Blog Post

Iterate Over Web Pages Using Power Query

,

Power Query makes it easy to pull data from a web page. As easy as deflating a football. Poof. Gone. However, you’d need a few additional steps to iterate through and get data from multiple pages. Let’s take a look.

A use case of this case can be seen when I retrieved financials for restaurant stocks from a website.

Reading from a web page

First have the URL that contains the data you need handy. Then select “Get Data” and select “Web” from the “Other” category as shown below.

data from web power query

In the “Enter a Web Page URL” window, enter your URL. For example, I use “http://www.marketwatch.com/investing/stock/cmg/financials”. This URL shows financial data for the past five years for CMG, stock symbol for Chipotle Mexican Grill.

web page data power query

If the web page has multiple tables, they’ll be shown in the “Navigator” as below. Select the table you want – you can select more than one – and click “Load” at the bottom.

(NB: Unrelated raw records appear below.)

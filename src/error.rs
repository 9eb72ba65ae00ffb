//! Error handling for the application

use axum::{
    http::StatusCode,
    response::{IntoResponse, Response},
    Json,
};
use serde::Serialize;

/// Application error type
#[derive(Debug, thiserror::Error)]
pub enum AppError {
    #[error("Tenant id is required")]
    MissingTenant,

    #[error("Unknown tenant")]
    InvalidTenant,

    #[error("Forbidden")]
    Forbidden,

    #[error("Invalid date range: {0}")]
    InvalidRange(String),

    #[error("Invalid month: {0}")]
    InvalidMonth(String),

    #[error("Not found")]
    NotFound,

    #[error("Database error: {0}")]
    Database(#[from] sqlx::Error),

    #[error("Internal error: {0}")]
    Internal(String),
}

/// JSON body returned for every error response
#[derive(Debug, Serialize)]
pub struct ErrorBody {
    pub error_type: &'static str,
    pub message: String,
}

impl IntoResponse for AppError {
    fn into_response(self) -> Response {
        let (status, error_type, message) = match &self {
            AppError::MissingTenant => {
                (StatusCode::BAD_REQUEST, "missing_tenant", self.to_string())
            }
            AppError::InvalidTenant => (StatusCode::NOT_FOUND, "invalid_tenant", self.to_string()),
            // Opaque on purpose: the body never says why access was denied.
            AppError::Forbidden => (StatusCode::FORBIDDEN, "forbidden", "Forbidden".to_string()),
            AppError::InvalidRange(_) => {
                (StatusCode::BAD_REQUEST, "invalid_range", self.to_string())
            }
            AppError::InvalidMonth(_) => {
                (StatusCode::BAD_REQUEST, "invalid_month", self.to_string())
            }
            AppError::NotFound => (StatusCode::NOT_FOUND, "not_found", self.to_string()),
            AppError::Database(e) => {
                tracing::error!("Database error: {}", e);
                (
                    StatusCode::INTERNAL_SERVER_ERROR,
                    "database_error",
                    "Database error".to_string(),
                )
            }
            AppError::Internal(msg) => {
                tracing::error!("Internal error: {}", msg);
                (
                    StatusCode::INTERNAL_SERVER_ERROR,
                    "internal_error",
                    "Internal error".to_string(),
                )
            }
        };

        (status, Json(ErrorBody { error_type, message })).into_response()
    }
}

pub type Result<T> = std::result::Result<T, AppError>;
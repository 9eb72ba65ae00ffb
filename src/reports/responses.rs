//! Response DTOs for report endpoints.

use rust_decimal::Decimal;
use serde::Serialize;
use uuid::Uuid;

use super::services::{
    FranchiseeMonthlyReport, FranchiseeRollup, OwnerMonthlyReport, TenantRoyaltyRow,
};

/// One tenant's royalty line
#[derive(Debug, Serialize)]
pub struct TenantRoyaltyResponse {
    pub tenant_id: Uuid,
    pub tenant_name: String,
    #[serde(with = "rust_decimal::serde::str")]
    pub revenue_rub: Decimal,
    #[serde(with = "rust_decimal::serde::str")]
    pub royalty_percent: Decimal,
    #[serde(with = "rust_decimal::serde::str")]
    pub royalty_due_rub: Decimal,
}

impl From<TenantRoyaltyRow> for TenantRoyaltyResponse {
    fn from(row: TenantRoyaltyRow) -> Self {
        Self {
            tenant_id: row.tenant_id,
            tenant_name: row.tenant_name,
            revenue_rub: row.revenue_rub,
            royalty_percent: row.royalty_percent,
            royalty_due_rub: row.royalty_due_rub,
        }
    }
}

/// One franchisee's rollup in the owner report
#[derive(Debug, Serialize)]
pub struct FranchiseeRollupResponse {
    pub franchisee_id: Uuid,
    pub franchisee_name: String,
    pub tenant_count: u32,
    #[serde(with = "rust_decimal::serde::str")]
    pub revenue_rub: Decimal,
    #[serde(with = "rust_decimal::serde::str")]
    pub royalty_due_rub: Decimal,
    pub tenants: Vec<TenantRoyaltyResponse>,
}

impl From<FranchiseeRollup> for FranchiseeRollupResponse {
    fn from(rollup: FranchiseeRollup) -> Self {
        Self {
            franchisee_id: rollup.franchisee_id,
            franchisee_name: rollup.franchisee_name,
            tenant_count: rollup.tenant_count,
            revenue_rub: rollup.revenue_rub,
            royalty_due_rub: rollup.royalty_due_rub,
            tenants: rollup.tenants.into_iter().map(Into::into).collect(),
        }
    }
}

/// Response for the owner's network-wide report
#[derive(Debug, Serialize)]
pub struct OwnerMonthlyReportResponse {
    pub month: String,
    pub franchisees: Vec<FranchiseeRollupResponse>,
    #[serde(with = "rust_decimal::serde::str")]
    pub total_revenue_rub: Decimal,
    #[serde(with = "rust_decimal::serde::str")]
    pub total_royalty_due_rub: Decimal,
}

impl From<OwnerMonthlyReport> for OwnerMonthlyReportResponse {
    fn from(report: OwnerMonthlyReport) -> Self {
        Self {
            month: report.month,
            franchisees: report.franchisees.into_iter().map(Into::into).collect(),
            total_revenue_rub: report.total_revenue_rub,
            total_royalty_due_rub: report.total_royalty_due_rub,
        }
    }
}

/// Response for a single franchisee's report
#[derive(Debug, Serialize)]
pub struct FranchiseeMonthlyReportResponse {
    pub month: String,
    pub franchisee_id: Uuid,
    pub franchisee_name: String,
    pub tenants: Vec<TenantRoyaltyResponse>,
    #[serde(with = "rust_decimal::serde::str")]
    pub revenue_rub: Decimal,
    #[serde(with = "rust_decimal::serde::str")]
    pub royalty_due_rub: Decimal,
}

impl From<FranchiseeMonthlyReport> for FranchiseeMonthlyReportResponse {
    fn from(report: FranchiseeMonthlyReport) -> Self {
        Self {
            month: report.month,
            franchisee_id: report.franchisee_id,
            franchisee_name: report.franchisee_name,
            tenants: report.tenants.into_iter().map(Into::into).collect(),
            revenue_rub: report.revenue_rub,
            royalty_due_rub: report.royalty_due_rub,
        }
    }
}
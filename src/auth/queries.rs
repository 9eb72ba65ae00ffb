//! Database queries for the access guard

use sqlx::PgPool;
use uuid::Uuid;

use crate::error::Result;

use super::models::TenantRef;

/// Look up the tenant fields the guard needs
pub async fn find_tenant_ref(pool: &PgPool, tenant_id: Uuid) -> Result<Option<TenantRef>> {
    let tenant = sqlx::query_as::<_, TenantRef>(
        r#"
        SELECT id, franchisee_id
        FROM tenants
        WHERE id = $1
        "#,
    )
    .bind(tenant_id)
    .fetch_optional(pool)
    .await?;

    Ok(tenant)
}

/// Check whether a user is explicitly bound to a tenant
pub async fn binding_exists(pool: &PgPool, user_id: Uuid, tenant_id: Uuid) -> Result<bool> {
    let exists: bool = sqlx::query_scalar(
        r#"
        SELECT EXISTS (
            SELECT 1
            FROM user_tenant_bindings
            WHERE user_id = $1 AND tenant_id = $2
        )
        "#,
    )
    .bind(user_id)
    .bind(tenant_id)
    .fetch_one(pool)
    .await?;

    Ok(exists)
}
//! Identity types resolved by the upstream credential layer.

use axum::{
    async_trait,
    extract::FromRequestParts,
    http::{header::HeaderMap, request::Parts},
};
use serde::{Deserialize, Serialize};
use sqlx::FromRow;
use std::str::FromStr;
use uuid::Uuid;

use crate::error::AppError;

/// Role of an authenticated user.
///
/// Adding a role is a compile-time exercise: the guard matches exhaustively.
#[derive(Debug, Clone, Copy, PartialEq, Eq, Serialize, Deserialize)]
#[serde(rename_all = "lowercase")]
pub enum Role {
    Owner,
    Franchisee,
    Manager,
    Mechanic,
}

impl FromStr for Role {
    type Err = ();

    fn from_str(s: &str) -> Result<Self, Self::Err> {
        match s {
            "owner" => Ok(Role::Owner),
            "franchisee" => Ok(Role::Franchisee),
            "manager" => Ok(Role::Manager),
            "mechanic" => Ok(Role::Mechanic),
            _ => Err(()),
        }
    }
}

/// Who is asking. Immutable once derived from the request identity headers.
#[derive(Debug, Clone)]
pub struct Principal {
    pub user_id: Uuid,
    pub role: Role,
    /// Home franchise for `Role::Franchisee` principals.
    pub home_franchisee_id: Option<Uuid>,
}

impl Principal {
    /// Gate for owner-only operations.
    pub fn require_owner(&self) -> Result<(), AppError> {
        match self.role {
            Role::Owner => Ok(()),
            _ => Err(AppError::Forbidden),
        }
    }

    /// Gate for franchisee-only operations over the caller's own franchise.
    pub fn require_franchisee(&self, franchisee_id: Uuid) -> Result<(), AppError> {
        match (self.role, self.home_franchisee_id) {
            (Role::Franchisee, Some(home)) if home == franchisee_id => Ok(()),
            _ => Err(AppError::Forbidden),
        }
    }
}

/// Tenant fields the access guard needs.
#[derive(Debug, Clone, FromRow)]
pub struct TenantRef {
    pub id: Uuid,
    pub franchisee_id: Uuid,
}

fn header_str<'a>(headers: &'a HeaderMap, name: &str) -> Option<&'a str> {
    headers.get(name).and_then(|v| v.to_str().ok())
}

#[async_trait]
impl<S> FromRequestParts<S> for Principal
where
    S: Send + Sync,
{
    type Rejection = AppError;

    async fn from_request_parts(parts: &mut Parts, _state: &S) -> Result<Self, Self::Rejection> {
        let headers = &parts.headers;

        let user_id = header_str(headers, "x-user-id")
            .and_then(|v| Uuid::parse_str(v).ok())
            .ok_or(AppError::Forbidden)?;

        // An unknown role value is indistinguishable from no rights at all.
        let role = header_str(headers, "x-user-role")
            .and_then(|v| Role::from_str(v).ok())
            .ok_or(AppError::Forbidden)?;

        let home_franchisee_id = match header_str(headers, "x-franchisee-id") {
            Some(v) => Some(Uuid::parse_str(v).map_err(|_| AppError::Forbidden)?),
            None => None,
        };

        Ok(Principal {
            user_id,
            role,
            home_franchisee_id,
        })
    }
}

#[cfg(test)]
mod tests {
    use super::*;

    #[test]
    fn test_role_parsing() {
        assert_eq!(Role::from_str("owner"), Ok(Role::Owner));
        assert_eq!(Role::from_str("franchisee"), Ok(Role::Franchisee));
        assert_eq!(Role::from_str("manager"), Ok(Role::Manager));
        assert_eq!(Role::from_str("mechanic"), Ok(Role::Mechanic));
        assert!(Role::from_str("admin").is_err());
        assert!(Role::from_str("OWNER").is_err());
        assert!(Role::from_str("").is_err());
    }

    #[test]
    fn test_require_owner() {
        let owner = Principal {
            user_id: Uuid::new_v4(),
            role: Role::Owner,
            home_franchisee_id: None,
        };
        assert!(owner.require_owner().is_ok());

        let manager = Principal {
            role: Role::Manager,
            ..owner.clone()
        };
        assert!(matches!(manager.require_owner(), Err(AppError::Forbidden)));
    }

    #[test]
    fn test_require_franchisee_own_franchise_only() {
        let franchise = Uuid::new_v4();
        let other = Uuid::new_v4();
        let principal = Principal {
            user_id: Uuid::new_v4(),
            role: Role::Franchisee,
            home_franchisee_id: Some(franchise),
        };

        assert!(principal.require_franchisee(franchise).is_ok());
        assert!(matches!(
            principal.require_franchisee(other),
            Err(AppError::Forbidden)
        ));

        // Even the owner may not use the franchisee-scoped report endpoint.
        let owner = Principal {
            role: Role::Owner,
            home_franchisee_id: None,
            ..principal
        };
        assert!(matches!(
            owner.require_franchisee(franchise),
            Err(AppError::Forbidden)
        ));
    }
}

web data using power query

The table should appear as shown below.

web source power query

You can add additional steps/transformations to the query to clean this table, if you want. For example, I’ll introduce the following steps:

  • Remove the last column “5-year trend” as that’s unwanted
  • Filter to include only “Sales/Revenue” row since this is the only row I want
  • Rename the first column to “Metric”

After applying the above steps, my table looks like the following

web data filtered

Iterating over multiple pages

So far, we saw how to read and transform data from a web page. As you’ve seen earlier, the URL used here contains financial data for a stock. Now imagine you’ve to get similar data for multiple stocks. You can get this by supplying the correct stock symbol in the URL. In other words, replace “cmg” with the corresponding symbol.

Wrong way

One way to get data for multiple stocks is to create multiple queries – one query for each stock – and append all of them. Append works similar to Union All in T-SQL. But as you can probably guess, this method is inefficient and difficult to maintain because you’d have multiple queries basically created by copy-pasting and changing the symbol.

Correct way

An efficient alternative is to use a function and custom column. We need to convert the query we crated earlier to pull data from one web page into a function. To do this, add the following first line and replace “cmg” in the URL with the input argument.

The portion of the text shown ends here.